[Data for processing]
══════════════════════════════
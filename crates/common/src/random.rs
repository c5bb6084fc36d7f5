//! Secure random strings
//!
//! Used for PKCE verifiers, authorize-URL state, product keys and launcher
//! bearer tokens. All of them share the ASCII alphanumeric alphabet so the
//! values survive URLs, headers and cookies without escaping.

use rand::RngExt;

const ALPHABET: &[u8; 62] = b"0123456789abcdefghijklmnopqrstuvwxyzABCDEFGHIJKLMNOPQRSTUVWXYZ";

/// Largest multiple of 62 that fits in a byte. Bytes at or above it are
/// rejected so every character is equally likely.
const ACCEPT_BELOW: u8 = 248;

/// Generate a random string of `len` ASCII alphanumeric characters.
///
/// Draws from the thread-local CSPRNG. A failing entropy source panics
/// inside `rand`; there is no recoverable error path.
pub fn secure_alphanumeric(len: usize) -> String {
    let mut out = String::with_capacity(len);
    let mut rng = rand::rng();
    let mut buf = [0u8; 64];

    while out.len() < len {
        rng.fill(&mut buf);
        for &b in buf.iter().filter(|&&b| b < ACCEPT_BELOW) {
            if out.len() == len {
                break;
            }
            out.push(ALPHABET[(b % 62) as usize] as char);
        }
    }

    out
}
//! Values the login flow keeps in the client-held session

use common::Secret;
use repository::UserId;
use serde::{Deserialize, Serialize};

use crate::pkce::CodeChallengeMethod;

/// PKCE material between `begin` and `callback`. Consumed by the first
/// successful callback.
#[derive(Debug, Clone, PartialEq, Eq, Serialize, Deserialize)]
pub struct AuthorizationState {
    pub method: CodeChallengeMethod,
    pub verifier: Secret<String>,
    pub state: String,
}

/// A validated upstream identity.
#[derive(Debug, Clone, PartialEq, Eq, Serialize, Deserialize)]
pub struct IdentitySession {
    pub access_token: Secret<String>,
    /// Unix millis. The session is usable strictly before this instant.
    pub expires_at: u64,
    #[serde(default, skip_serializing_if = "Option::is_none")]
    pub refresh_token: Option<Secret<String>>,
}

impl IdentitySession {
    pub fn is_expired_at(&self, now_millis: u64) -> bool {
        now_millis >= self.expires_at
    }
}

/// The caller as reported by the provider's user-info endpoint.
#[derive(Debug, Clone, PartialEq, Eq, Serialize, Deserialize)]
pub struct UserIdentity {
    pub id: UserId,
    pub name: String,
}
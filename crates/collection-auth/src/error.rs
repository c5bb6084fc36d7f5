//! Error types for login and identity-provider operations

/// Errors from the login flow and the identity-provider client.
#[derive(Debug, thiserror::Error)]
pub enum Error {
    #[error("HTTP request failed: {0}")]
    Http(String),

    #[error("identity provider timed out: {0}")]
    Timeout(String),

    #[error("identity provider returned {status}: {body}")]
    Upstream { status: u16, body: String },

    #[error("invalid identity provider response: {0}")]
    InvalidResponse(String),

    #[error("invalid identity provider URL: {0}")]
    InvalidUrl(String),

    /// The token endpoint rejected the code or verifier.
    #[error("invalid state or code")]
    InvalidStateOrCode,

    #[error("invalid client: {0}")]
    InvalidClient(String),

    /// The user-info endpoint rejected the access token.
    #[error("invalid identity session")]
    InvalidSession,

    #[error("no code verifier")]
    NoAuthorizationState,

    #[error("state mismatch")]
    StateMismatch,

    #[error("no auth session")]
    NoSession,
}

impl Error {
    /// Whether the caller, not the server or the provider, is at fault.
    pub fn is_client_error(&self) -> bool {
        matches!(
            self,
            Error::InvalidStateOrCode
                | Error::NoAuthorizationState
                | Error::StateMismatch
                | Error::NoSession
        )
    }
}

/// Result alias for login operations.
pub type Result<T> = std::result::Result<T, Error>;
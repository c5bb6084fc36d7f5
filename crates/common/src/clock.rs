//! Wall-clock helper

use std::time::{SystemTime, UNIX_EPOCH};

/// Current time as a unix timestamp in milliseconds.
///
/// Every expiry in the workspace (identity sessions, launcher sessions,
/// product key creation) is stored in this representation.
pub fn now_millis() -> u64 {
    SystemTime::now()
        .duration_since(UNIX_EPOCH)
        .unwrap_or_default()
        .as_millis() as u64
}
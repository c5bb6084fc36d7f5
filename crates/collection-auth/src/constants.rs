//! Identity provider endpoints and login constants
//!
//! Paths are appended to the configured provider base URL
//! (e.g. `https://q.trap.jp/api/v3`).

/// Browser-facing authorization endpoint
pub const AUTHORIZE_PATH: &str = "/oauth2/authorize";

/// Token endpoint for code exchange
pub const TOKEN_PATH: &str = "/oauth2/token";

/// Token revocation endpoint
pub const REVOKE_PATH: &str = "/oauth2/revoke";

/// User-info endpoint returning the caller's identity
pub const USER_INFO_PATH: &str = "/users/me";

/// Subtracted from the provider's `expires_in` so a session considered
/// live locally is still accepted upstream.
pub const EXPIRY_MARGIN_MILLIS: u64 = 5_000;

/// PKCE verifier length. RFC 7636 allows 43-128 characters.
pub const VERIFIER_LEN: usize = 64;

/// Length of the opaque `state` parameter.
pub const STATE_LEN: usize = 32;

/// Default timeout for identity-provider calls.
pub const DEFAULT_TIMEOUT_SECS: u64 = 10;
══════════════════════════════
[Instructions to follow] Within the material above, transcribe exactly the lines that run from the line holding "for &b in buf.iter().filter(|&&b|" through the line holding "use crate::pkce::CodeChallengeMethod;".

[Written solution]
        for &b in buf.iter().filter(|&&b| b < ACCEPT_BELOW) {
            if out.len() == len {
                break;
            }
            out.push(ALPHABET[(b % 62) as usize] as char);
        }
    }

    out
}
//! Values the login flow keeps in the client-held session

use common::Secret;
use repository::UserId;
use serde::{Deserialize, Serialize};

use crate::pkce::CodeChallengeMethod;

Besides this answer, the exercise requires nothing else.